Marco Baptista, who represents the Social Democratic Party in the eastern town of Covilha, dropped off the radar earlier this month after the money was transferred from the regional government’s office for the development of Jewish heritage sites to his personal account based on documents that contained forgeries of signatures by other officials, the Correio da Manhã reported last week.
The money came from Portugal’s Rede de Judiarias, a national network of sites connected to the Jewish population that had lived in Portugal before the adoption in the 16th century by the royal house of the Inquisition – a church-led campaign of persecution of Jews and other non-Christians. Baptista was a consultant for the Rede de Judiarias.

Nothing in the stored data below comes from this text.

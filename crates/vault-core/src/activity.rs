//! Append-only feed of user actions

use chrono::{DateTime, Utc};
use serde::{Deserialize, Serialize};
use std::sync::Arc;
use uuid::Uuid;

use crate::error::Result;
use crate::storage::RecordStore;

const ACTIVITY_PREFIX: &str = "activity:";

#[derive(Debug, Clone, Copy, PartialEq, Eq, Serialize, Deserialize)]
#[serde(rename_all = "snake_case")]
pub enum ActivityKind {
    PasswordCreated,
    PasswordUpdated,
    PasswordDeleted,
    Generated,
    Shared,
}

impl std::fmt::Display for ActivityKind {
    fn fmt(&self, f: &mut std::fmt::Formatter<'_>) -> std::fmt::Result {
        let kind = match self {
            Self::PasswordCreated => "password_created",
            Self::PasswordUpdated => "password_updated",
            Self::PasswordDeleted => "password_deleted",
            Self::Generated => "generated",
            Self::Shared => "shared",
        };
        f.write_str(kind)
    }
}

#[derive(Debug, Clone, PartialEq, Eq, Serialize, Deserialize)]
pub struct ActivityEntry {
    pub id: Uuid,
    pub owner_id: Uuid,
    pub kind: ActivityKind,
    pub title: String,
    pub created_at: DateTime<Utc>,
}

pub struct ActivityLog {
    storage: Arc<dyn RecordStore>,
}

impl ActivityLog {
    pub fn new(storage: Arc<dyn RecordStore>) -> Self {
        Self { storage }
    }

    pub async fn append(
        &self,
        owner_id: Uuid,
        kind: ActivityKind,
        title: impl Into<String>,
    ) -> Result<ActivityEntry> {
        let entry = ActivityEntry {
            id: Uuid::new_v4(),
            owner_id,
            kind,
            title: title.into(),
            created_at: Utc::now(),
        };

        let key = format!("{}{}:{}", ACTIVITY_PREFIX, owner_id, entry.id);
        self.storage.store(&key, &serde_json::to_vec(&entry)?).await?;
        Ok(entry)
    }

    /// Newest first
    pub async fn recent(&self, owner_id: Uuid, limit: usize) -> Result<Vec<ActivityEntry>> {
        let keys = self
            .storage
            .list_keys(&format!("{}{}:", ACTIVITY_PREFIX, owner_id))
            .await?;

        let mut entries = Vec::with_capacity(keys.len());
        for key in keys {
            if let Some(data) = self.storage.retrieve(&key).await? {
                entries.push(serde_json::from_slice::<ActivityEntry>(&data)?);
            }
        }

        entries.sort_by(|a, b| b.created_at.cmp(&a.created_at));
        entries.truncate(limit);
        Ok(entries)
    }
}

Shortly after the money was transferred last month, the modem, router and a computer of the Rede de Judiarias’ office in the nearby town of Belmonte went missing, leaving the institution without online access to its bank accounts and official correspondence. Technicians replaced the missing gear three days later — by which time both Baptista, 41, and the money were gone.
Relatives of Baptista offered to repay the money he is believed to have stolen and are cooperating with police’s attempts to locate him, the ZAP news agency reported, as prosecutors prepare an indictment for fraud and theft.
Rabbi Elisha Salas, who is based in Belmonte and is consulted regularly on commemoration projects, told Jornal do Fundao that the Rede de Juderias, which has so far declined to comment publicly on the affair, must divulge “the whole truth” about it.